L’espoir est la lumière qui nous soutient, la force qui nous fait avancer et la promesse que Dieu n’abandonne jamais son peuple. Dans chaque acte de guérison, nous affirmons cette espérance – une espérance qui ne déçoit pas mais qui renouvelle, restaure et transforme.
Pèlerins de l’espoir dans l’année jubilaire
À l’approche de l’année jubilaire 2025, dont le thème est « Pèlerins de l’espérance », je considère notre ministère de guérison comme un véritable pèlerinage – un pèlerinagequi nous conduit à rencontrer le Christ dans les malades et les personnes souffrantes. Le pape François nous appelle à être des signes d’espérance dans un monde blessé, en marchant ensemble dans la foi et la charité.

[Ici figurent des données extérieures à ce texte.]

//! Auth Router

use axum::{
    Router,
    routing::{get, post},
};
use std::sync::Arc;

use platform::rate_limit::MemoryRateLimitStore;

use crate::application::config::AuthConfig;
use crate::domain::credential::StoredCredential;
use crate::domain::repository::SessionRegistry;
use crate::infra::memory::MemorySessionRegistry;
use crate::presentation::handlers::{self, AuthAppState};

/// Create the auth router with the in-memory session registry
pub fn auth_router(credential: StoredCredential, config: AuthConfig) -> Router {
    auth_router_generic(MemorySessionRegistry::new(), credential, config)
}

/// Create an auth router for any registry implementation
pub fn auth_router_generic<S>(registry: S, credential: StoredCredential, config: AuthConfig) -> Router
where
    S: SessionRegistry + Clone + Send + Sync + 'static,
{
    let state = AuthAppState {
        registry: Arc::new(registry),
        credential: Arc::new(credential),
        config: Arc::new(config),
        rate_limiter: Arc::new(MemoryRateLimitStore::new()),
    };

    Router::new()
        .route(
            "/authorizations",
            post(handlers::authorize::<S>).delete(handlers::revoke::<S>),
        )
        .route(
            "/authorizations/status",
            get(handlers::session_status::<S>),
        )
        .with_state(state)
}
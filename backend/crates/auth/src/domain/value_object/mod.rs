pub mod master_secret;
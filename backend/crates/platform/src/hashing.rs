//! Memory-Hard Digest Derivation
//!
//! Argon2id digest derivation with explicit, pinned cost parameters.
//!
//! ## Security Model
//! - Memory-hard hashing resists GPU/ASIC brute force
//! - Cost parameters are provisioning-time configuration, never derived
//!   from the host (a digest computed under one parallelism degree does
//!   not verify under another, so deriving parallelism from the processor
//!   count breaks verification after migrating between hosts)
//! - Comparison against a reference digest is constant-time

use argon2::{Algorithm, Argon2, Params, Version};
use thiserror::Error;

use crate::crypto::constant_time_eq;

/// Derived digest length in bytes
pub const DIGEST_LEN: usize = 32;

/// Minimum salt length accepted by Argon2
pub const MIN_SALT_LEN: usize = 8;

/// Pinned Argon2id cost parameters
///
/// All three values are fixed at provisioning time and must be identical
/// when the reference digest is computed and when a submitted secret is
/// verified. Treat them as versioned configuration, not tunables.
#[derive(Debug, Clone, Copy, PartialEq, Eq)]
pub struct HashParams {
    /// Number of iterations (time cost)
    pub time_cost: u32,
    /// Memory size in KiB
    pub memory_kib: u32,
    /// Degree of parallelism (lanes)
    pub parallelism: u32,
}

impl Default for HashParams {
    fn default() -> Self {
        Self {
            time_cost: 4,
            memory_kib: 65536, // 64 MiB
            parallelism: 2,
        }
    }
}

/// Digest derivation errors
#[derive(Debug, Clone, PartialEq, Eq, Error)]
pub enum HashingError {
    /// Cost parameters rejected by Argon2
    #[error("Invalid Argon2 parameters: {0}")]
    InvalidParams(String),

    /// Salt shorter than the Argon2 minimum
    #[error("Salt must be at least {min} bytes (got {actual})")]
    SaltTooShort { min: usize, actual: usize },

    /// Derivation itself failed
    #[error("Digest derivation failed: {0}")]
    DerivationFailed(String),
}

/// Derive a fixed-length Argon2id digest from a secret and salt
///
/// The same (secret, salt, params) triple always yields the same digest;
/// changing any single cost parameter changes the digest.
pub fn derive_digest(
    secret: &[u8],
    salt: &[u8],
    params: &HashParams,
) -> Result<[u8; DIGEST_LEN], HashingError> {
    if salt.len() < MIN_SALT_LEN {
        return Err(HashingError::SaltTooShort {
            min: MIN_SALT_LEN,
            actual: salt.len(),
        });
    }

    let argon2_params = Params::new(
        params.memory_kib,
        params.time_cost,
        params.parallelism,
        Some(DIGEST_LEN),
    )
    .map_err(|e| HashingError::InvalidParams(e.to_string()))?;

    let argon2 = Argon2::new(Algorithm::Argon2id, Version::V0x13, argon2_params);

    let mut digest = [0u8; DIGEST_LEN];
    argon2
        .hash_password_into(secret, salt, &mut digest)
        .map_err(|e| HashingError::DerivationFailed(e.to_string()))?;

    Ok(digest)
}

/// Derive a digest and compare it to a reference in constant time
///
/// Returns `Ok(false)` on any mismatch, including a reference of the
/// wrong length. Errors only for unusable inputs (bad salt/parameters).
pub fn verify_digest(
    secret: &[u8],
    salt: &[u8],
    params: &HashParams,
    reference: &[u8],
) -> Result<bool, HashingError> {
    let digest = derive_digest(secret, salt, params)?;
    Ok(constant_time_eq(&digest, reference))
}

#[cfg(test)]
mod tests {
    use super::*;

    // Small parameters keep the unit tests fast; the provisioning-scale
    // scenario below uses the real defaults.
    const FAST: HashParams = HashParams {
        time_cost: 1,
        memory_kib: 1024,
        parallelism: 1,
    };

    #[test]
    fn test_derivation_is_reproducible() {
        let a = derive_digest(b"CorrectHorseBattery", b"abc123-salt", &FAST).unwrap();
        let b = derive_digest(b"CorrectHorseBattery", b"abc123-salt", &FAST).unwrap();
        assert_eq!(a, b);
    }

    #[test]
    fn test_secret_changes_digest() {
        let a = derive_digest(b"CorrectHorseBattery", b"abc123-salt", &FAST).unwrap();
        let b = derive_digest(b"WrongHorseBattery", b"abc123-salt", &FAST).unwrap();
        assert_ne!(a, b);
    }

    #[test]
    fn test_salt_changes_digest() {
        let a = derive_digest(b"CorrectHorseBattery", b"abc123-salt", &FAST).unwrap();
        let b = derive_digest(b"CorrectHorseBattery", b"xyz789-salt", &FAST).unwrap();
        assert_ne!(a, b);
    }

    #[test]
    fn test_parallelism_changes_digest() {
        // The digest is sensitive to the parallelism degree. If the degree
        // were recomputed from the host processor count, a reference digest
        // provisioned on one machine would stop verifying on another.
        let two_lanes = HashParams {
            parallelism: 2,
            ..FAST
        };
        let eight_lanes = HashParams {
            parallelism: 8,
            ..FAST
        };

        let a = derive_digest(b"CorrectHorseBattery", b"abc123-salt", &two_lanes).unwrap();
        let b = derive_digest(b"CorrectHorseBattery", b"abc123-salt", &eight_lanes).unwrap();
        assert_ne!(a, b);
    }

    #[test]
    fn test_time_and_memory_change_digest() {
        let base = derive_digest(b"CorrectHorseBattery", b"abc123-salt", &FAST).unwrap();

        let more_time = HashParams {
            time_cost: 2,
            ..FAST
        };
        assert_ne!(
            base,
            derive_digest(b"CorrectHorseBattery", b"abc123-salt", &more_time).unwrap()
        );

        let more_memory = HashParams {
            memory_kib: 2048,
            ..FAST
        };
        assert_ne!(
            base,
            derive_digest(b"CorrectHorseBattery", b"abc123-salt", &more_memory).unwrap()
        );
    }

    #[test]
    fn test_salt_too_short() {
        let result = derive_digest(b"CorrectHorseBattery", b"abc123", &FAST);
        assert!(matches!(
            result,
            Err(HashingError::SaltTooShort { min: 8, actual: 6 })
        ));
    }

    #[test]
    fn test_verify_digest() {
        let reference = derive_digest(b"CorrectHorseBattery", b"abc123-salt", &FAST).unwrap();

        assert!(verify_digest(b"CorrectHorseBattery", b"abc123-salt", &FAST, &reference).unwrap());
        assert!(!verify_digest(b"WrongHorseBattery", b"abc123-salt", &FAST, &reference).unwrap());
        // Truncated reference never matches
        assert!(
            !verify_digest(b"CorrectHorseBattery", b"abc123-salt", &FAST, &reference[..16])
                .unwrap()
        );
    }

    #[test]
    fn test_provisioning_scale_parallelism_pinning() {
        // Provisioning-scale parameters: a reference digest computed with
        // parallelism=2 verifies only under parallelism=2. Recomputing the
        // degree as 8 (a larger host) must fail verification.
        let provisioned = HashParams {
            time_cost: 4,
            memory_kib: 65536,
            parallelism: 2,
        };
        let migrated_host = HashParams {
            parallelism: 8,
            ..provisioned
        };

        let reference =
            derive_digest(b"CorrectHorseBattery", b"abc123-salt", &provisioned).unwrap();

        assert!(
            verify_digest(b"CorrectHorseBattery", b"abc123-salt", &provisioned, &reference)
                .unwrap()
        );
        assert!(
            !verify_digest(b"CorrectHorseBattery", b"abc123-salt", &migrated_host, &reference)
                .unwrap()
        );
    }

    #[test]
    fn test_invalid_params_rejected() {
        // Argon2 requires memory >= 8 * parallelism
        let bad = HashParams {
            time_cost: 1,
            memory_kib: 8,
            parallelism: 4,
        };
        let result = derive_digest(b"CorrectHorseBattery", b"abc123-salt", &bad);
        assert!(matches!(result, Err(HashingError::InvalidParams(_))));
    }
}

À notre manière, petite mais significative, nous sommes des pèlerins de l’espoir lorsque nous nous tenons aux côtés de ceux qui souffrent, que nous réconfortons les mourants et que nous rendons leur dignité à ceux qui sont oubliés. Chaque acte de soin, qu’il s’agisse d’administrer un médicament, d’offrir une parole rassurante ou de tenir la main d’un patient dans la prière, devient un chemin d’espoir, rappelant aux malades qu’ils ne sont pas seuls et qu’ils sont profondément aimés de Dieu.
Poursuivre la mission
Malgré des défis tels que des ressources limitées, des barrières culturelles et le besoin d’un personnel mieux formé, je puise ma force dans ma foi et dans le charisme de notre congrégation, embrassant les mots de notre Mère, Sainte Joaquina –« Un amour qui n’en dit jamais assez ». Sa sagesse me pousse à servir sans relâche, sachant que l’amour véritable ne compte jamais le coût mais se donne pleinement à ceux qui en ont besoin. La mission se poursuit, non seulement en soignant les corps, mais aussi en guérissant les cœurs et en restaurant l’espoir. Que cette Journée mondiale du malade et l’esprit de l’Année jubilaire nous incitent tous à accueillir la souffrance avec la tendresse du Christ et à être des pèlerins de l’espoir, apportant la guérison et la lumière à ceux qui sont dans l’obscurité.